THE DATA
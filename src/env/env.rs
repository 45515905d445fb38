use std::sync::Arc;

use rand::{rngs::StdRng, SeedableRng};
use tracing::{debug, info, warn};

use crate::{
    calendar::next_period,
    constants::calendar::STEP_DAYS,
    data::PriceTable,
    error::{EnvError, EnvResult},
    gym::{ActionSpace, EnvStatus, Environment, ObservationSpace, Step},
    history::{EpisodeHistory, Transition},
    types::{Action, Date, Info, Observation},
    utils::percent_change,
};

use super::{config::EnvConfig, portfolio::PortfolioState, reward::calculate_value};

/// Weekly rebalancing over a fixed price table.
///
/// An episode runs from the table's first date to its last. Each step applies
/// one SELL/HOLD/BUY directive per ticker at the current date's closes, moves
/// a week ahead and pays out the portfolio value there.
pub struct TradingEnv {
    pub env_id: usize,
    /// Completed episodes
    pub episode: usize,
    pub(super) prices: Arc<PriceTable>,
    pub(super) config: EnvConfig,
    /// Price table column of each configured ticker
    pub(super) columns: Vec<usize>,
    start_date: Date,
    end_date: Date,
    current_date: Date,
    portfolio: PortfolioState,
    status: EnvStatus,
    rng: StdRng,
    pub(super) last_value: f64,
    episode_history: EpisodeHistory,
}

impl TradingEnv {
    pub fn new(prices: Arc<PriceTable>, config: EnvConfig) -> EnvResult<Self> {
        config.validate()?;
        let columns = prices.columns(&config.tickers)?;

        // every step reads closes for every ticker, find gaps now
        for date in prices.dates() {
            prices.prices_on(*date, &columns)?;
        }

        let start_date = prices.first_date();
        let end_date = prices.last_date();
        let start_prices = prices.prices_on(start_date, &columns)?;
        let portfolio = PortfolioState::initialize(
            &config.tickers,
            &config.initial_weights,
            config.initial_investment,
            &start_prices,
        )?;
        let last_value = portfolio.value(&start_prices);

        debug!(
            tickers = ?config.tickers,
            %start_date,
            %end_date,
            trading_days = prices.len(),
            "created trading environment"
        );

        Ok(Self {
            env_id: 0,
            episode: 0,
            current_date: next_period(prices.dates(), start_date)?,
            episode_history: EpisodeHistory::new(config.n_assets()),
            prices,
            config,
            columns,
            start_date,
            end_date,
            portfolio,
            status: EnvStatus::Uninitialized,
            rng: StdRng::from_entropy(),
            last_value,
        })
    }

    /// Starts a new episode at the first date of the table.
    ///
    /// Reseeds the environment's RNG when `seed` is given. Two resets in a row
    /// give the same portfolio and observation.
    pub fn reset(&mut self, seed: Option<u64>) -> EnvResult<(Observation, Info)> {
        let current_date = next_period(self.prices.dates(), self.start_date)?;
        let start_prices = self.prices.prices_on(self.start_date, &self.columns)?;
        let portfolio = PortfolioState::initialize(
            &self.config.tickers,
            &self.config.initial_weights,
            self.config.initial_investment,
            &start_prices,
        )?;
        let observation = self.get_obs(self.start_date, current_date)?;

        if let Some(seed) = seed {
            self.rng = StdRng::seed_from_u64(seed);
        }
        self.last_value = portfolio.value(&start_prices);
        self.portfolio = portfolio;
        self.current_date = current_date;
        self.status = EnvStatus::Ready;
        self.episode_history = EpisodeHistory::new(self.config.n_assets());

        info!(
            env_id = self.env_id,
            episode = self.episode,
            seed,
            start_date = %self.start_date,
            %current_date,
            "reset"
        );
        Ok((observation, Info::new()))
    }

    /// Applies a raw multi-discrete action, `0 => Sell`, `1 => Hold`, `2 => Buy`.
    pub fn step(&mut self, action: &[u32]) -> EnvResult<Step<Observation, Info>> {
        self.check_can_step()?;
        let action = Action::decode(action, self.config.n_assets())?;
        self.step_action(&action)
    }

    /// One decision point: rebalance at today's closes, move a week ahead,
    /// observe the move and reward the value there.
    ///
    /// Everything the step reads is looked up before the portfolio changes,
    /// so a failing step leaves the environment as it was.
    pub fn step_action(&mut self, action: &Action) -> EnvResult<Step<Observation, Info>> {
        self.check_can_step()?;

        let prices_now = self.prices.prices_on(self.current_date, &self.columns)?;
        let next_date = next_period(self.prices.dates(), self.current_date)?;
        let observation = self.get_obs(self.current_date, next_date)?;
        let prices_next = self.prices.prices_on(next_date, &self.columns)?;

        let summary = self.portfolio.rebalance(action, &prices_now)?;

        if (next_date - self.current_date).num_days() < STEP_DAYS {
            warn!(
                from = %self.current_date,
                to = %next_date,
                "final step is shorter than a week"
            );
        }
        self.current_date = next_date;

        let value = calculate_value(&self.portfolio, &prices_next);
        let reward = self.get_reward(value);
        let terminated = self.current_date >= self.end_date;
        self.status = if terminated {
            EnvStatus::Terminated
        } else {
            EnvStatus::Stepping
        };

        debug!(
            env_id = self.env_id,
            date = %self.current_date,
            sold = summary.sold.len(),
            bought = summary.bought.len(),
            proceeds = summary.proceeds,
            %observation,
            cash = self.portfolio.cash(),
            value,
            reward,
            "step"
        );

        if self.config.record_history {
            self.episode_history.record(Transition {
                date: self.current_date,
                action: action.clone(),
                observation: observation.clone(),
                reward,
                value,
                shares: self.portfolio.shares().to_vec(),
                cash: self.portfolio.cash(),
            });
        }

        if terminated {
            self.handle_episode_end(value);
        }

        Ok(Step {
            observation,
            reward,
            terminated,
            truncated: false,
            info: self.portfolio.holdings(),
        })
    }

    /// Fails exactly when [`TradingEnv::step_action`] would, without changing anything.
    pub(super) fn check_step(&self, action: &Action) -> EnvResult<()> {
        self.check_can_step()?;

        let prices_now = self.prices.prices_on(self.current_date, &self.columns)?;
        let next_date = next_period(self.prices.dates(), self.current_date)?;
        self.get_obs(self.current_date, next_date)?;
        self.prices.prices_on(next_date, &self.columns)?;

        self.portfolio.clone().rebalance(action, &prices_now)?;
        Ok(())
    }

    fn check_can_step(&self) -> EnvResult<()> {
        if self.status.can_step() {
            Ok(())
        } else {
            Err(EnvError::InvalidState {
                operation: "step",
                status: self.status,
            })
        }
    }

    fn handle_episode_end(&mut self, value: f64) {
        info!(
            env_id = self.env_id,
            episode = self.episode,
            final_value = value,
            return_pct = percent_change(self.config.initial_investment, value),
            "episode terminated"
        );
        self.episode += 1;
    }

    /// A uniformly random action from this environment's own RNG
    pub fn sample_action(&mut self) -> Vec<u32> {
        self.action_space().sample(&mut self.rng)
    }

    /// Portfolio value at the current date's closes
    pub fn portfolio_value(&self) -> EnvResult<f64> {
        let prices = self.prices.prices_on(self.current_date, &self.columns)?;
        Ok(calculate_value(&self.portfolio, &prices))
    }

    pub fn info(&self) -> Info {
        self.portfolio.holdings()
    }

    pub fn portfolio(&self) -> &PortfolioState {
        &self.portfolio
    }

    pub fn status(&self) -> EnvStatus {
        self.status
    }

    pub fn current_date(&self) -> Date {
        self.current_date
    }

    pub fn start_date(&self) -> Date {
        self.start_date
    }

    pub fn end_date(&self) -> Date {
        self.end_date
    }

    pub fn tickers(&self) -> &[String] {
        &self.config.tickers
    }

    pub fn config(&self) -> &EnvConfig {
        &self.config
    }

    pub fn price_table(&self) -> &Arc<PriceTable> {
        &self.prices
    }

    pub fn history(&self) -> &EpisodeHistory {
        &self.episode_history
    }

    pub fn observation_space(&self) -> ObservationSpace {
        ObservationSpace::new(self.config.n_assets())
    }

    pub fn action_space(&self) -> ActionSpace {
        ActionSpace::new(self.config.n_assets())
    }
}

impl Environment for TradingEnv {
    type Observation = Observation;
    type Info = Info;

    fn reset(&mut self, seed: Option<u64>) -> EnvResult<(Observation, Info)> {
        TradingEnv::reset(self, seed)
    }

    fn step(&mut self, action: &[u32]) -> EnvResult<Step<Observation, Info>> {
        TradingEnv::step(self, action)
    }

    fn observation_space(&self) -> ObservationSpace {
        TradingEnv::observation_space(self)
    }

    fn action_space(&self) -> ActionSpace {
        TradingEnv::action_space(self)
    }
}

EXERCISE BRIEF
Looking at the material above, say how many of its lines hold the word "when", giving only the number.

OUTPUT
2